ノーリフトポリシーとは?
のーりふとぽりしー
ノーリフトポリシーとは、介護・医療現場で人力だけによる患者の持ち上げを原則禁止し、補助機器を活用して介護者の身体負担と事故を防ぐ方針です。
ノーリフトポリシー(No Lift Policy)とは、介護・看護の現場において、スタッフが患者や利用者を人力のみで持ち上げる行為を原則として行わず、リフトやスライディングシートなどの移乗補助用具を積極的に活用するという組織的な方針です。
もともとオーストラリアで看護師の腰痛問題が深刻化したことを受けて1990年代に普及し、その後欧米・アジア各国へと広まりました。日本でも介護職員の腰痛は職業病として深刻な問題であり、厚生労働省が2013年に「職場における腰痛予防対策指針」を改訂し、福祉・医療分野でのリフトなど機器の積極活用を明記しています。

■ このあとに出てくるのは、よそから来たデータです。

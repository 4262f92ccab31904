//! CSV file data adapter.
//!
//! One file per instrument, either `<data_dir>/<code>.csv` or bucketed by the
//! first two characters of the code as `<data_dir>/<prefix>/<code>.csv`.
//! Rows are returned in file order (the store writes newest first).

use crate::domain::error::ScreenerError;
use crate::domain::ohlcv::{Bar, TimeSeries};
use crate::ports::data_port::DataPort;
use chrono::NaiveDate;
use std::collections::HashMap;
use std::fs;
use std::path::{Path, PathBuf};

const REQUIRED_COLUMNS: [&str; 7] = [
    "date",
    "open",
    "high",
    "low",
    "close",
    "volume",
    "market_cap",
];

pub struct CsvAdapter {
    data_dir: PathBuf,
    names_file: PathBuf,
}

impl CsvAdapter {
    pub fn new(data_dir: PathBuf, names_file: PathBuf) -> Self {
        Self {
            data_dir,
            names_file,
        }
    }

    fn csv_path(&self, code: &str) -> PathBuf {
        let prefix: String = code.chars().take(2).collect();
        let bucketed = self.data_dir.join(prefix).join(format!("{code}.csv"));
        if bucketed.is_file() {
            bucketed
        } else {
            self.data_dir.join(format!("{code}.csv"))
        }
    }

    fn is_names_file(&self, path: &Path) -> bool {
        path.file_name().is_some_and(|n| Some(n) == self.names_file.file_name())
    }

    fn collect_codes(
        &self,
        dir: &Path,
        depth: usize,
        codes: &mut Vec<String>,
    ) -> Result<(), ScreenerError> {
        let entries = fs::read_dir(dir).map_err(|e| ScreenerError::NoData {
            location: format!("{} ({e})", dir.display()),
        })?;

        for entry in entries {
            let path = entry?.path();
            if path.is_dir() {
                if depth == 0 {
                    self.collect_codes(&path, depth + 1, codes)?;
                }
                continue;
            }
            if path.extension().is_some_and(|ext| ext == "csv") && !self.is_names_file(&path) {
                if let Some(stem) = path.file_stem() {
                    codes.push(stem.to_string_lossy().into_owned());
                }
            }
        }
        Ok(())
    }
}

fn data_error(code: &str, reason: impl Into<String>) -> ScreenerError {
    ScreenerError::Data {
        code: code.to_string(),
        reason: reason.into(),
    }
}

/// Accepts `YYYY-MM-DD`, optionally followed by a time part.
fn parse_date(raw: &str) -> Option<NaiveDate> {
    let day = raw.trim().get(..10)?;
    NaiveDate::parse_from_str(day, "%Y-%m-%d").ok()
}

fn parse_field(
    record: &csv::StringRecord,
    index: Option<usize>,
    name: &str,
    code: &str,
    row: usize,
) -> Result<f64, ScreenerError> {
    let Some(index) = index else {
        return Ok(0.0);
    };
    let raw = record.get(index).unwrap_or("").trim();
    if raw.is_empty() {
        return Ok(0.0);
    }
    raw.parse()
        .map_err(|e| data_error(code, format!("row {row}: invalid {name} value {raw:?}: {e}")))
}

impl DataPort for CsvAdapter {
    fn list_codes(&self) -> Result<Vec<String>, ScreenerError> {
        let mut codes = Vec::new();
        self.collect_codes(&self.data_dir, 0, &mut codes)?;
        codes.sort();
        codes.dedup();
        Ok(codes)
    }

    fn fetch_series(&self, code: &str) -> Result<TimeSeries, ScreenerError> {
        let path = self.csv_path(code);
        let content = fs::read_to_string(&path)
            .map_err(|e| data_error(code, format!("failed to read {}: {e}", path.display())))?;
        if content.trim().is_empty() {
            return Ok(TimeSeries::default());
        }

        let mut rdr = csv::Reader::from_reader(content.as_bytes());
        let headers = rdr
            .headers()
            .map_err(|e| data_error(code, format!("CSV header error: {e}")))?
            .clone();
        let column = |name: &str| headers.iter().position(|h| h.trim() == name);

        let mut indices = HashMap::new();
        for name in REQUIRED_COLUMNS {
            let index =
                column(name).ok_or_else(|| data_error(code, format!("missing {name} column")))?;
            indices.insert(name, index);
        }
        let amount = column("amount");
        let turnover = column("turnover");

        let mut bars = Vec::new();
        for (row, result) in rdr.records().enumerate() {
            let record = result.map_err(|e| data_error(code, format!("CSV parse error: {e}")))?;
            let raw_date = record.get(indices["date"]).unwrap_or("");
            let date = parse_date(raw_date)
                .ok_or_else(|| data_error(code, format!("row {row}: invalid date {raw_date:?}")))?;
            let field =
                |name: &str| parse_field(&record, indices.get(name).copied(), name, code, row);

            bars.push(Bar {
                date,
                open: field("open")?,
                high: field("high")?,
                low: field("low")?,
                close: field("close")?,
                volume: field("volume")?,
                amount: parse_field(&record, amount, "amount", code, row)?,
                turnover: parse_field(&record, turnover, "turnover", code, row)?,
                market_cap: field("market_cap")?,
            });
        }

        Ok(TimeSeries::new(bars))
    }

    fn instrument_names(&self) -> Result<HashMap<String, String>, ScreenerError> {
        let content = fs::read_to_string(&self.names_file).map_err(|e| ScreenerError::Data {
            code: "names".into(),
            reason: format!("failed to read {}: {e}", self.names_file.display()),
        })?;

        let mut rdr = csv::Reader::from_reader(content.as_bytes());
        let mut names = HashMap::new();
        for result in rdr.records() {
            let record = result.map_err(|e| ScreenerError::Data {
                code: "names".into(),
                reason: format!("CSV parse error: {e}"),
            })?;
            if let (Some(code), Some(name)) = (record.get(0), record.get(1)) {
                names.insert(code.trim().to_string(), name.trim().to_string());
            }
        }
        Ok(names)
    }
}
//! CSV report adapter implementing ReportPort.
//!
//! One row per signal detail, strategies in name order, signals in the order
//! the batch produced them.

use std::fs;
use std::path::Path;

use crate::domain::error::ScreenerError;
use crate::domain::signal::BatchReport;
use crate::ports::report_port::ReportPort;

pub const HEADER: [&str; 10] = [
    "strategy",
    "code",
    "name",
    "date",
    "close",
    "j",
    "volume_ratio",
    "market_cap",
    "reasons",
    "key_candle_date",
];

pub struct CsvReportAdapter;

impl CsvReportAdapter {
    pub fn new() -> Self {
        Self
    }
}

impl Default for CsvReportAdapter {
    fn default() -> Self {
        Self::new()
    }
}

fn report_error(e: impl std::fmt::Display) -> ScreenerError {
    ScreenerError::Report {
        reason: e.to_string(),
    }
}

impl ReportPort for CsvReportAdapter {
    fn write(&self, report: &BatchReport, output_path: &Path) -> Result<(), ScreenerError> {
        if let Some(parent) = output_path.parent().filter(|p| !p.as_os_str().is_empty()) {
            fs::create_dir_all(parent)?;
        }

        let mut writer = csv::Writer::from_path(output_path).map_err(report_error)?;
        writer.write_record(HEADER).map_err(report_error)?;

        for (strategy, signals) in &report.results {
            for signal in signals {
                let name = report
                    .names
                    .get(&signal.code)
                    .map_or(signal.name.as_str(), String::as_str);
                for detail in &signal.signals {
                    let reasons: Vec<&str> = detail.reasons.iter().map(|r| r.as_str()).collect();
                    let record = [
                        strategy.clone(),
                        signal.code.clone(),
                        name.to_string(),
                        detail.date.format("%Y-%m-%d").to_string(),
                        format!("{:.2}", detail.close),
                        format!("{:.2}", detail.j),
                        format!("{:.2}", detail.volume_ratio),
                        format!("{:.2}", detail.market_cap),
                        reasons.join(";"),
                        detail
                            .key_candle_date
                            .map(|d| d.format("%Y-%m-%d").to_string())
                            .unwrap_or_default(),
                    ];
                    writer.write_record(&record).map_err(report_error)?;
                }
            }
        }

        writer.flush()?;
        log::info!(
            "wrote {} signals to {}",
            report.total_signals(),
            output_path.display()
        );
        Ok(())
    }
}
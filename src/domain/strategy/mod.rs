//! Strategy contract and the shared evaluation skeleton.
//!
//! A strategy computes an [`IndicatorFrame`] from a [`TimeSeries`] and decides
//! whether the instrument's latest observation matches. [`Strategy::evaluate`]
//! wraps both steps: length check, compute, decide, wrap.

pub mod bowl_rebound;

use crate::domain::frame::IndicatorFrame;
use crate::domain::ohlcv::TimeSeries;
use crate::domain::params::StrategyParams;
use crate::domain::signal::{Signal, SignalDetail};

/// Series shorter than this never produce a signal.
pub const MIN_BARS: usize = 60;

pub trait Strategy: Send + Sync {
    /// Registered name, also the configuration section for overrides.
    fn name(&self) -> &str;

    /// Human-readable label.
    fn display_name(&self) -> &str {
        self.name()
    }

    fn params(&self) -> &StrategyParams;

    fn compute_indicators<'a>(&self, series: &'a TimeSeries) -> IndicatorFrame<'a>;

    /// Zero or more matches for the latest observation of `frame`.
    fn decide(&self, frame: &IndicatorFrame<'_>, instrument_name: &str) -> Vec<SignalDetail>;

    fn evaluate(&self, code: &str, name: &str, series: &TimeSeries) -> Option<Signal> {
        evaluate(self, code, name, series)
    }
}

/// Never fails: short or degenerate input yields `None`.
pub fn evaluate<S: Strategy + ?Sized>(
    strategy: &S,
    code: &str,
    name: &str,
    series: &TimeSeries,
) -> Option<Signal> {
    if series.len() < MIN_BARS {
        return None;
    }

    let frame = strategy.compute_indicators(series);
    let signals = strategy.decide(&frame, name);
    if signals.is_empty() {
        return None;
    }

    Some(Signal {
        code: code.to_string(),
        name: name.to_string(),
        signals,
    })
}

ノーリフトポリシーを導入する主な効果としては以下が挙げられます。
- 介護者・看護師の腰痛発生率の低減
- 転落・転倒などの移乗事故の減少
- 利用者の不安・苦痛の軽減
- スタッフの長期就労継続と離職率の改善
導入にあたっては、リフターやスライディングシートなどの機器購入・整備、スタッフへの使用訓練、施設全体での方針統一が不可欠です。単なる機器の導入に止まらず、安全な移乗文化を組織全体で育てることが長期的な効果につながります。
使い方・例文
ノーリフトポリシーを導入した特別養護老人ホームでは、天井走行式リフトとスライディングシートを全室に整備し、入職時研修でその使い方を必須カリキュラムに組み込んでいる。